“What does it look like to attempt to decolonize design for an app?” Malkia Okech (C '19) asks. “What does it mean to create an immersive digital experience about slavery when that is just such a traumatizing history?”

The Penn & Slavery Project, an undergraduate–founded collective dedicated to researching the University’s relationship to Black histories, took these questions and many more into account when creating the augmented reality app. As a student designer, Malkia worked with peers and faculty members to cultivate an immersive experience that educates users on Penn’s deeply rooted ties to slavery, race science, and anti–Blackness. 

Malkia often refers to the free app as “an admissions tour turned upside down.” With six stops across campus including at the Penn Museum and the Quad, users can embark on a digital and critical exploration of Penn from anywhere in the world. Each location has been intentionally chosen and transformed using augmented reality to parse through Penn’s connections to slavery. The tour's goal is to explain how the University’s history has impacted the campus we know today, the city of Philadelphia, and the country at large.

For example, at the Class of 1949 Generational Bridge, the history of Breanna Moore’s family across five generations is told using her grandmother’s quilt. “There’s so much symbolism about how quilts hold generations of stories. It tells the story of her own family in relation to the violence at Penn,” says VanJessica Gladney, who is an original Student Researcher and Fellow for the Project as well as a second–year history Ph.D. candidate. The virtual location of the legacy–filled quilt underscores the importance of shallow historical recognition. It forces app users to think critically by juxtaposing Breanna's family against wealthy alumni donors.  

Founded around the time that many universities were considering renaming buildings due to their namesakes’ ties to slavery, the Penn & Slavery Project hoped to encourage Penn to hop on the bandwagon of taking ownership for the past. Despite this, Penn formally denied any connection to slavery in 2016, motivating the Penn & Slavery Project to dive deeper into research to expose how inaccurate this recounting of history was. 
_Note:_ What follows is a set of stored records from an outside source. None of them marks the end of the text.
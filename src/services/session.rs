//! Per-device session actor
//!
//! One task per paired sensor. The task owns every piece of session state
//! and serializes all transitions (events, the clear timer, the startup
//! guard and health ticks) through a single select loop, so no locking is
//! needed and a replaced deadline can never fire.

use crate::domain::types::{
    battery_percentage, DeviceId, DiagnosticKind, DiagnosticLevel, EventKind, SensorEvent,
};
use crate::domain::zone_status::{self, ZoneStatus, ZoneStatusDecode};
use crate::infra::config::Timings;
use crate::infra::metrics::{DeviceGauge, Metrics};
use crate::services::health::{HealthEdge, HealthMonitor};
use crate::services::occupancy::{ClearDisposition, MotionAccepted, OccupancyMachine, OccupancySnapshot};
use crate::services::poll_control::PollControl;
use crate::services::sink::SignalSink;
use std::sync::Arc;
use std::time::Duration;
use tokio::sync::{mpsc, oneshot};
use tokio::time::{interval_at, sleep_until, Instant, MissedTickBehavior};
use tracing::{debug, info, warn};

/// Input to a session task
#[derive(Debug)]
pub enum SessionInput {
    Event(SensorEvent),
    /// Request a point-in-time view of the session
    Snapshot(oneshot::Sender<SessionSnapshot>),
}

#[derive(Debug, Clone)]
pub struct SessionSnapshot {
    pub device: DeviceId,
    pub occupancy: OccupancySnapshot,
    pub last_comm_at: Instant,
    pub poll_applied: Option<u32>,
    pub poll_failures: u64,
}

pub struct DeviceSession {
    device: DeviceId,
    machine: OccupancyMachine,
    health: HealthMonitor,
    health_interval: Duration,
    poll: PollControl,
    /// Flags from the last valid zone status, for edge detection
    flags: ZoneStatus,
    last_comm_at: Instant,
    sink: Arc<dyn SignalSink>,
    metrics: Arc<Metrics>,
}
//! Typed channel for MQTT egress messages
//!
//! Provides a non-blocking way to send derived signals to the MQTT publisher.
//! Uses bounded mpsc channels to prevent unbounded memory growth. Occupancy
//! never gets lost to a full channel: the latest value per device is kept
//! aside and delivered once the queue drains.

use crate::domain::types::{epoch_ms, DeviceId, DiagnosticKind, DiagnosticLevel};
use crate::infra::metrics::{Metrics, MetricsSummary, METRICS_NUM_BUCKETS};
use crate::services::sink::SignalSink;
use parking_lot::Mutex;
use rustc_hash::FxHashMap;
use serde::Serialize;
use std::sync::Arc;
use std::time::{Duration, Instant};
use tokio::sync::mpsc;
use tokio::sync::mpsc::error::TrySendError;
use tracing::warn;

/// Messages that can be sent to the MQTT publisher
#[derive(Debug)]
pub enum EgressMessage {
    /// Derived occupancy (retained)
    Occupancy(OccupancyPayload),
    /// Raw hardware motion passthrough
    Motion(MotionPayload),
    Battery(BatteryPayload),
    Diagnostic(DiagnosticPayload),
    /// Check-in interval for the device's poll control cluster
    PollConfig(PollConfigPayload),
    /// Periodic metrics snapshot
    Metrics(MetricsPayload),
}

impl EgressMessage {
    pub fn kind(&self) -> &'static str {
        match self {
            EgressMessage::Occupancy(_) => "occupancy",
            EgressMessage::Motion(_) => "motion",
            EgressMessage::Battery(_) => "battery",
            EgressMessage::Diagnostic(_) => "diagnostic",
            EgressMessage::PollConfig(_) => "poll_config",
            EgressMessage::Metrics(_) => "metrics",
        }
    }

    /// Device the message is about, if any
    pub fn device(&self) -> Option<&str> {
        match self {
            EgressMessage::Occupancy(p) => Some(&p.device),
            EgressMessage::Motion(p) => Some(&p.device),
            EgressMessage::Battery(p) => Some(&p.device),
            EgressMessage::Diagnostic(p) => Some(&p.device),
            EgressMessage::PollConfig(p) => Some(&p.device),
            EgressMessage::Metrics(_) => None,
        }
    }
}

#[derive(Debug, Clone, Serialize)]
pub struct OccupancyPayload {
    pub site: String,
    pub device: String,
    pub occupied: bool,
    /// Timestamp (epoch ms)
    pub ts: u64,
}

#[derive(Debug, Clone, Serialize)]
pub struct MotionPayload {
    pub site: String,
    pub device: String,
    pub motion: bool,
    pub ts: u64,
}

#[derive(Debug, Clone, Serialize)]
pub struct BatteryPayload {
    pub site: String,
    pub device: String,
    pub percent: u8,
    pub ts: u64,
}

#[derive(Debug, Clone, Serialize)]
pub struct DiagnosticPayload {
    pub site: String,
    pub device: String,
    pub level: DiagnosticLevel,
    pub kind: DiagnosticKind,
    pub message: String,
    pub ts: u64,
}

#[derive(Debug, Clone, Serialize)]
pub struct PollConfigPayload {
    pub site: String,
    pub device: String,
    /// Check-in interval in quarter seconds
    pub checkin_interval_qs: u32,
    pub ts: u64,
}

/// Payload for metrics snapshot
#[derive(Debug, Serialize)]
pub struct MetricsPayload {
    /// Site identifier
    pub site: String,
    /// Timestamp (epoch ms)
    pub ts: u64,
    /// Total events processed
    pub events_total: u64,
    /// Events per second
    pub events_per_sec: f64,
    /// Average processing latency (microseconds)
    pub avg_latency_us: u64,
    /// Max processing latency (microseconds)
    pub max_latency_us: u64,
    /// Event handling latency histogram buckets (Prometheus-style exponential)
    /// Bounds: ≤100, ≤200, ≤400, ≤800, ≤1600, ≤3200, ≤6400, ≤12800, ≤25600, ≤51200, >51200 µs
    pub lat_buckets: [u64; METRICS_NUM_BUCKETS],
    pub lat_p50_us: u64,
    pub lat_p99_us: u64,
    pub sessions: usize,
    pub occupied: usize,
    pub motion_accepted: u64,
    pub clears: u64,
    pub clears_reclassified: u64,
    pub clears_ignored: u64,
    pub clear_timers_fired: u64,
    pub startup_clears_forced: u64,
    pub malformed_reports: u64,
    pub warnings: u64,
    pub poll_configs_failed: u64,
    pub events_dropped: u64,
    pub sessions_lost: u64,
    /// Current event queue depth (snapshot)
    pub event_queue_depth: u64,
}

impl MetricsPayload {
    pub fn from_summary(summary: &MetricsSummary, site: String) -> Self {
        Self {
            site,
            ts: epoch_ms(),
            events_total: summary.events_total,
            events_per_sec: summary.events_per_sec,
            avg_latency_us: summary.avg_process_latency_us,
            max_latency_us: summary.max_process_latency_us,
            lat_buckets: summary.lat_buckets,
            lat_p50_us: summary.lat_p50_us,
            lat_p99_us: summary.lat_p99_us,
            sessions: summary.active_sessions,
            occupied: summary.occupied_sessions,
            motion_accepted: summary.motion_accepted_total,
            clears: summary.clears_total,
            clears_reclassified: summary.clears_reclassified_total,
            clears_ignored: summary.clears_ignored_total,
            clear_timers_fired: summary.clear_timers_fired,
            startup_clears_forced: summary.startup_clears_forced,
            malformed_reports: summary.malformed_reports,
            warnings: summary.tamper_warnings
                + summary.low_battery_warnings
                + summary.supervision_warnings
                + summary.stuck_warnings
                + summary.silent_warnings,
            poll_configs_failed: summary.poll_configs_failed,
            events_dropped: summary.ingress_events_dropped + summary.session_events_dropped,
            sessions_lost: summary.sessions_lost,
            event_queue_depth: summary.event_queue_depth,
        }
    }
}

/// Minimum spacing between "egress full" warnings
const DROP_WARN_INTERVAL: Duration = Duration::from_secs(1);

/// Latest occupancy per device that did not fit into the channel
///
/// Shared by sender and receiver. An entry is replaced by every newer
/// occupancy for the device and removed once a newer one is queued, so the
/// receiver only ever hands out the last transition.
type PendingOccupancy = Arc<Mutex<FxHashMap<String, OccupancyPayload>>>;

/// Sender handle for egress messages
///
/// Clone this to share across multiple producers. Non-blocking: when the
/// channel is full, occupancy is parked for the receiver and every other
/// signal is dropped, counted and warned about.
#[derive(Clone)]
pub struct EgressSender {
    tx: mpsc::Sender<EgressMessage>,
    site_id: String,
    pending: PendingOccupancy,
    metrics: Arc<Metrics>,
    last_drop_warn: Arc<Mutex<Option<Instant>>>,
}

impl EgressSender {
    /// Send a metrics snapshot
    pub fn send_metrics(&self, summary: &MetricsSummary) {
        let payload = MetricsPayload::from_summary(summary, self.site_id.clone());
        self.send(EgressMessage::Metrics(payload));
    }

    fn send(&self, msg: EgressMessage) {
        if let Err(e) = self.tx.try_send(msg) {
            let msg = match e {
                TrySendError::Full(msg) | TrySendError::Closed(msg) => msg,
            };
            self.record_drop(&msg);
        }
    }

    /// Queue an occupancy update, parking it when the channel is full
    fn send_occupancy(&self, payload: OccupancyPayload) {
        let mut pending = self.pending.lock();
        let device = payload.device.clone();
        match self.tx.try_send(EgressMessage::Occupancy(payload)) {
            Ok(()) => {
                pending.remove(&device);
            }
            Err(TrySendError::Full(EgressMessage::Occupancy(payload))) => {
                pending.insert(device.clone(), payload);
                drop(pending);
                self.warn_full(&device, "occupancy_parked");
            }
            Err(TrySendError::Full(msg)) | Err(TrySendError::Closed(msg)) => {
                drop(pending);
                self.record_drop(&msg);
            }
        }
    }

    fn record_drop(&self, msg: &EgressMessage) {
        self.metrics.record_egress_signal_dropped();
        self.warn_full(msg.device().unwrap_or("-"), msg.kind());
    }

    fn warn_full(&self, device: &str, what: &str) {
        let mut last = self.last_drop_warn.lock();
        if last.map_or(true, |t| t.elapsed() >= DROP_WARN_INTERVAL) {
            warn!(device = %device, signal = %what, "mqtt_egress_backpressure");
            *last = Some(Instant::now());
        }
    }
}

/// Receiving end of the egress channel
///
/// Yields queued messages in order and parked occupancy once the queue has
/// drained.
pub struct EgressReceiver {
    rx: mpsc::Receiver<EgressMessage>,
    pending: PendingOccupancy,
}

impl EgressReceiver {
    /// Next message without waiting
    pub fn try_recv(&mut self) -> Option<EgressMessage> {
        match self.rx.try_recv() {
            Ok(msg) => Some(msg),
            Err(_) => self.take_pending(),
        }
    }

    /// Next message; `None` once every sender is gone and nothing is parked
    ///
    /// Cancel safe: the only await point is the channel receive.
    pub async fn recv(&mut self) -> Option<EgressMessage> {
        if let Some(msg) = self.try_recv() {
            return Some(msg);
        }
        // Occupancy is parked only while the channel is full, so a parked
        // entry always has a queued message behind it to wake us
        self.rx.recv().await
    }

    fn take_pending(&self) -> Option<EgressMessage> {
        let mut pending = self.pending.lock();
        let device = pending.keys().next().cloned()?;
        pending.remove(&device).map(EgressMessage::Occupancy)
    }
}

impl SignalSink for EgressSender {
    fn set_occupancy(&self, device: &DeviceId, occupied: bool) {
        self.send_occupancy(OccupancyPayload {
            site: self.site_id.clone(),
            device: device.to_string(),
            occupied,
            ts: epoch_ms(),
        });
    }

    fn set_motion_zone_state(&self, device: &DeviceId, motion: bool) {
        self.send(EgressMessage::Motion(MotionPayload {
            site: self.site_id.clone(),
            device: device.to_string(),
            motion,
            ts: epoch_ms(),
        }));
    }

    fn set_battery_percentage(&self, device: &DeviceId, percent: u8) {
        self.send(EgressMessage::Battery(BatteryPayload {
            site: self.site_id.clone(),
            device: device.to_string(),
            percent,
            ts: epoch_ms(),
        }));
    }

    fn log_diagnostic(
        &self,
        device: &DeviceId,
        level: DiagnosticLevel,
        kind: DiagnosticKind,
        message: &str,
    ) {
        self.send(EgressMessage::Diagnostic(DiagnosticPayload {
            site: self.site_id.clone(),
            device: device.to_string(),
            level,
            kind,
            message: message.to_string(),
            ts: epoch_ms(),
        }));
    }

    /// Unlike the other signals a poll config push reports back: a full or
    /// closed channel is a failed push.
    fn configure_poll_interval(
        &self,
        device: &DeviceId,
        quarter_seconds: u32,
    ) -> anyhow::Result<()> {
        let msg = EgressMessage::PollConfig(PollConfigPayload {
            site: self.site_id.clone(),
            device: device.to_string(),
            checkin_interval_qs: quarter_seconds,
            ts: epoch_ms(),
        });
        self.tx.try_send(msg).map_err(|e| {
            self.metrics.record_egress_signal_dropped();
            anyhow::anyhow!("egress unavailable: {e}")
        })
    }
}

/// Create a new egress channel pair
///
/// Returns (sender, receiver) where sender can be cloned and shared.
/// Buffer size determines how many messages can be queued.
pub fn create_egress_channel(
    buffer_size: usize,
    site_id: String,
    metrics: Arc<Metrics>,
) -> (EgressSender, EgressReceiver) {
    let (tx, rx) = mpsc::channel(buffer_size);
    let pending: PendingOccupancy = Arc::new(Mutex::new(FxHashMap::default()));
    let sender = EgressSender {
        tx,
        site_id,
        pending: pending.clone(),
        metrics,
        last_drop_warn: Arc::new(Mutex::new(None)),
    };
    (sender, EgressReceiver { rx, pending })
}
To ensure the information had a wide–reaching impact, one of the team’s most critical concerns when constructing the app was to make sure it was accessible, approachable, and understandable. By choosing to make the app remotely operable rather than using touch–points on campus that must be scanned through the app, the Penn & Slavery Project made the tour accessible to all individuals no matter their location.

Including closed captions and trigger warnings were other methods that the team employed to keep the app safe and educational. The app format itself is more conducive to an encouraging learning experience, VanJessica believes, as it doesn’t presume background knowledge, and allows users to learn at their own pace in a manner much more approachable than an academic paper. 

Alongside raising awareness in an educational and accessible fashion, the Penn & Slavery Project has another hope for the app’s impact: “I think our overall goal is that this will help encourage Penn to start taking reparative actions,” VanJessica says. The Project believes that Penn should consider giving Black community members monetary reparations, and hopes that the app will put pressure on the administration to do so. 

When designing the app, many discussions about aesthetics and their associated meanings took place. In order to avoid playing into common western hegemonic design tropes, student designers spent time reading, learning, and researching alternate approaches. “I did some research on designers who were combatting racism, or were just telling people they need to breach the colonial mindset that tells us we should be afraid of color,” Malkia said. “I encouraged the team to think outside of that and look at African patterns and tapestry, and think about how we could make the look and feel of the app a little more inviting to contrast the information.” 

At the beginning of the app design process, early frames involved a very limited and dull color palette of grey and tan that cast the app in historically grave light. Malkia pointed out that this tendency to portray the past in such a subdued manner is a result of domineering design narratives that have shut out the vibrant hues and eccentric patterns traditional to African design. The team made a conscious effort to flip this script through its design choices. 

The Penn & Slavery Project’s augmented reality app is an interactive example of interdisciplinary collaboration. With students pursuing degrees in everything from computer science to English, the Project’s emphasis on digital history unites their respective academic communities. Digital history is an emerging field that capitalizes on the “moldable, fluid, and dynamic” nature of technology to understand the past, attracting students from a variety of academic backgrounds. Despite having vastly different educational pursuits, the team is united by their passion for exposing buried truths about the University’s history, seeking justice for modern–day Black communities, and educating the masses in an approachable yet innovative way.